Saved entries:
[Start of section]

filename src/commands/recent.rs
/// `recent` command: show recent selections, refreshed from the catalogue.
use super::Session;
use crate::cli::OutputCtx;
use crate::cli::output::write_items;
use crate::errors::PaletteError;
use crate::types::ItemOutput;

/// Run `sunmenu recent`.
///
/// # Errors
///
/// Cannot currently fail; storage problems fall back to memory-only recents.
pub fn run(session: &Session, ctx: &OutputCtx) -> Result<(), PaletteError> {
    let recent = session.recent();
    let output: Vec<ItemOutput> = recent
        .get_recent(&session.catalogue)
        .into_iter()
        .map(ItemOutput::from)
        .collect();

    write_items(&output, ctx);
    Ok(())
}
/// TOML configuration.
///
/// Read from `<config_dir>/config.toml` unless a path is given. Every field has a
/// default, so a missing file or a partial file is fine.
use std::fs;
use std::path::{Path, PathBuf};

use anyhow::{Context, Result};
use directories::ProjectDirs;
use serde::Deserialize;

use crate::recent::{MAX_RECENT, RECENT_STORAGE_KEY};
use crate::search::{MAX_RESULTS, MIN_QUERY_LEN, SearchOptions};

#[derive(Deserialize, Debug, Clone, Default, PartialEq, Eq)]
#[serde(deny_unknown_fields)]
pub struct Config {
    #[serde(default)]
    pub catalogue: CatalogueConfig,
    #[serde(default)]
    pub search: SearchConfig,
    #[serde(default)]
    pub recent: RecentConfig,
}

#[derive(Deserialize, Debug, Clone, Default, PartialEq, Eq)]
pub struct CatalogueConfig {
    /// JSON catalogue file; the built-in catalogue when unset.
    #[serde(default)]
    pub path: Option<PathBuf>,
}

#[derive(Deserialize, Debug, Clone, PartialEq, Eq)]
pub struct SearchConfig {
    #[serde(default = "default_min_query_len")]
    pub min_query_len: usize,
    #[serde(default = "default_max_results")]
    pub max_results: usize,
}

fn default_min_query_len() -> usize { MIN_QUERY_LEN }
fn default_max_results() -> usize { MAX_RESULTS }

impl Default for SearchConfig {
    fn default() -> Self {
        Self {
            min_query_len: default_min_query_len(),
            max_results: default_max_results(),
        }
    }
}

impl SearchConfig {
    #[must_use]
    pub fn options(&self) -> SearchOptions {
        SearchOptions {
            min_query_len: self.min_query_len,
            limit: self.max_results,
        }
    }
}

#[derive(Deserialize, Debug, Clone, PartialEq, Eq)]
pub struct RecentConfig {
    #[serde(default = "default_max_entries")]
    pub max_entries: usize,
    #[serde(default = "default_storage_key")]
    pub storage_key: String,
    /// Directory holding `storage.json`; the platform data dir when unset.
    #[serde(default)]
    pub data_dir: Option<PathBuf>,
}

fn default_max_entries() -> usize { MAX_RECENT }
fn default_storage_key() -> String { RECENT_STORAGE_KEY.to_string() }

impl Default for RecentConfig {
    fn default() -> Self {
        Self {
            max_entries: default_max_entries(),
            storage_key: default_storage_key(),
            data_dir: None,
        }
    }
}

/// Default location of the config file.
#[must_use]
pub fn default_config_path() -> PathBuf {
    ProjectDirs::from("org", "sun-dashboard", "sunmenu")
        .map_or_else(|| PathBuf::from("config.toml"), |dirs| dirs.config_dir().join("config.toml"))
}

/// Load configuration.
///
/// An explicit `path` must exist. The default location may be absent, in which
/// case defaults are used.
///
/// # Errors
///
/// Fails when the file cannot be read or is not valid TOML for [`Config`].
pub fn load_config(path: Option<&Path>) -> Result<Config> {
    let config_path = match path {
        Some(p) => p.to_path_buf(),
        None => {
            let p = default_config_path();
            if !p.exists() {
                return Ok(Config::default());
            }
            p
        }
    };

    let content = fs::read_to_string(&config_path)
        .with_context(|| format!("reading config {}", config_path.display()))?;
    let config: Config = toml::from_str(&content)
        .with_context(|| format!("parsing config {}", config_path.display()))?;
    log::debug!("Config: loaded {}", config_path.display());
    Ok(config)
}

[End of section]
[Start of section]

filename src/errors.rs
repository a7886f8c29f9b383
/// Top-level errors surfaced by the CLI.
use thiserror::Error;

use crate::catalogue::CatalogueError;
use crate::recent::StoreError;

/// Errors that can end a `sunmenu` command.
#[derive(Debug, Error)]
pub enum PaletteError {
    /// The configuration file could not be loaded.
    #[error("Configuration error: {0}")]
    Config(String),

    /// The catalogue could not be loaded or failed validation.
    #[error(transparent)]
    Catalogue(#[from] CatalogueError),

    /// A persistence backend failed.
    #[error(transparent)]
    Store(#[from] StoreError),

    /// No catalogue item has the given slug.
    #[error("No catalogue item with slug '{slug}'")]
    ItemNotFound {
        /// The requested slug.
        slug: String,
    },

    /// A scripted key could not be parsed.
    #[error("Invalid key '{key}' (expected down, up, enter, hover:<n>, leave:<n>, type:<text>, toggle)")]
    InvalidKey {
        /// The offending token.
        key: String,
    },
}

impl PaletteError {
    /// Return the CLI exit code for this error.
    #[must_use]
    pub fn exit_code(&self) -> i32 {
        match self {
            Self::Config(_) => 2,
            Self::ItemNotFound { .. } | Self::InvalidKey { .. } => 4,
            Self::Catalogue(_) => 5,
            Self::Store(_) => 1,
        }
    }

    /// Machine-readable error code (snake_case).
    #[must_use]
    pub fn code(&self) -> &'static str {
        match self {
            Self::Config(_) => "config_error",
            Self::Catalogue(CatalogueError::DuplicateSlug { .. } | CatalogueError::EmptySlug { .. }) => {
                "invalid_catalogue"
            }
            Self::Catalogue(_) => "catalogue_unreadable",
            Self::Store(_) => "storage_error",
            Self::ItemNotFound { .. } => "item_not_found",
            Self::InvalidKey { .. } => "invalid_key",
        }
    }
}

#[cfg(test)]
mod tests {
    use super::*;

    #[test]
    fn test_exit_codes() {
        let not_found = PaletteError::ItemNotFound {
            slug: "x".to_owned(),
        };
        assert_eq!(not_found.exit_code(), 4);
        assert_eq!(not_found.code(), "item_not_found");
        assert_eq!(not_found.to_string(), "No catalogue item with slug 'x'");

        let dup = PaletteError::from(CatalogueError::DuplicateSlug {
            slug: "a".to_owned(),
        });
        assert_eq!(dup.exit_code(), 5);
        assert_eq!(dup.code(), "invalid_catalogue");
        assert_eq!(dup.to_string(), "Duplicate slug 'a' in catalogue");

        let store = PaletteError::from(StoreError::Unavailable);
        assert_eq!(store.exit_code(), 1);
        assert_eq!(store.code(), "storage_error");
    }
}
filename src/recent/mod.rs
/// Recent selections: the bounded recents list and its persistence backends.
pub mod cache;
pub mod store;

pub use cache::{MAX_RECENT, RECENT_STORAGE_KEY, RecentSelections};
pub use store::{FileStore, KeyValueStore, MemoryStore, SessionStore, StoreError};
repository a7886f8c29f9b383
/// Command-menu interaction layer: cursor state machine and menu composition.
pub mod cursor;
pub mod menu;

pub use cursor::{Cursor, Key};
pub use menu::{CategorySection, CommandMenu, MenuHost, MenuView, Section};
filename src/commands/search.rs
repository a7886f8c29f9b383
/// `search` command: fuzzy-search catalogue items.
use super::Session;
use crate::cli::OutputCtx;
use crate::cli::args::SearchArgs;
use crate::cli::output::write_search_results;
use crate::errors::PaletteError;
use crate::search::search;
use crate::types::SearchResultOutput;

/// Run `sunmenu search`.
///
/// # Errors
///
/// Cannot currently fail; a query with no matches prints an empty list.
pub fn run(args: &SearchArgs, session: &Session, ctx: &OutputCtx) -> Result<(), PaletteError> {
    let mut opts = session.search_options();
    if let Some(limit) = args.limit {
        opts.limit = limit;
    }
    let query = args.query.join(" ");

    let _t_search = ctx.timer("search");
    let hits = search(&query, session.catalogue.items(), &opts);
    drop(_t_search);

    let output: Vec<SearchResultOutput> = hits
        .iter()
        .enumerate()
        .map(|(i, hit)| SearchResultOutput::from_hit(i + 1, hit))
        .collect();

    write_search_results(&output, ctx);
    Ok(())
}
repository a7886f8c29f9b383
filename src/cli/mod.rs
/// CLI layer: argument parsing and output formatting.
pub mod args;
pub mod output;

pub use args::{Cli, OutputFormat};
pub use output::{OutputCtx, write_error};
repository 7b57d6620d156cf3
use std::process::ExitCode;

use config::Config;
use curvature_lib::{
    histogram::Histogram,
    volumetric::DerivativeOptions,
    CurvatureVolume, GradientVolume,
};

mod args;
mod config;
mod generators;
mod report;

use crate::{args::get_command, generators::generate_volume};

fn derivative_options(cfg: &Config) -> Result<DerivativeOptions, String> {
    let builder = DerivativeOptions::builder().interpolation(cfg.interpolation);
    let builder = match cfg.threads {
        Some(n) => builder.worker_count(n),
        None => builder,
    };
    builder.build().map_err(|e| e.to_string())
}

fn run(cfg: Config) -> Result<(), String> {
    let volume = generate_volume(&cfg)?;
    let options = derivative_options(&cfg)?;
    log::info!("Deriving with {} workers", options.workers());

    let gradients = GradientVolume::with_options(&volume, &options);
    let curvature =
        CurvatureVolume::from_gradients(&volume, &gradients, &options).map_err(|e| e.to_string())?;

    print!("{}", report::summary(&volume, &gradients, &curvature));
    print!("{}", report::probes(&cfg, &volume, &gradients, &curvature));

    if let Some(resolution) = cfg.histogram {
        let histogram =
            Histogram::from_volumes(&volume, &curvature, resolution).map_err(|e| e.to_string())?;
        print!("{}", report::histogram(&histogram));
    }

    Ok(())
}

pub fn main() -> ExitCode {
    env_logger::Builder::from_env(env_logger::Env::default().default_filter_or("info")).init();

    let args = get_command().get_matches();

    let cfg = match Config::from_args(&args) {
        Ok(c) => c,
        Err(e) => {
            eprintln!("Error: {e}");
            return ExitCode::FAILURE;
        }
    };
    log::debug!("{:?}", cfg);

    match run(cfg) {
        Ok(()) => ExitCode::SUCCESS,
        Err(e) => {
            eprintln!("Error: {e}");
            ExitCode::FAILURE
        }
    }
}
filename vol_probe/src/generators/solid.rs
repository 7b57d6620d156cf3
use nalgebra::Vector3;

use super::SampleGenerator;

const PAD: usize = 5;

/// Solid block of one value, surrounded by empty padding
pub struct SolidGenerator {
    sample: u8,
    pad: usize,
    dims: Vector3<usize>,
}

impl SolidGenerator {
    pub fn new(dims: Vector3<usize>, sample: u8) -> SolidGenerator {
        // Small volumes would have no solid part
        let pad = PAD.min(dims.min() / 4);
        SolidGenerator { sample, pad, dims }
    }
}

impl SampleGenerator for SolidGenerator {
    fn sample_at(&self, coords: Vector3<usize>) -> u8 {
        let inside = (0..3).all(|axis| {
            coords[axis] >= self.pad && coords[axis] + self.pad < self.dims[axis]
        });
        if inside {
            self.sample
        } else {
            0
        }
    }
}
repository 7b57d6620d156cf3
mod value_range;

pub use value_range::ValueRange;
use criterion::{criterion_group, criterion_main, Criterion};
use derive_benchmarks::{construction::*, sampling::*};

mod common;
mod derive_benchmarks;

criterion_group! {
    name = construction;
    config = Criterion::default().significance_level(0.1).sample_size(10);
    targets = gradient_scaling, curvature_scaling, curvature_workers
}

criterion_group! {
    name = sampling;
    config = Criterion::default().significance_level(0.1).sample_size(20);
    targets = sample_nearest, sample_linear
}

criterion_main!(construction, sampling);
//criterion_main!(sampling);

[End of section]

● TO DO: Which lines of the data contain the string "super"? Copy each one.

● SOLUTION FOR THIS EXERCISE:
use super::Session;
    use super::*;
use super::Session;
use super::SampleGenerator;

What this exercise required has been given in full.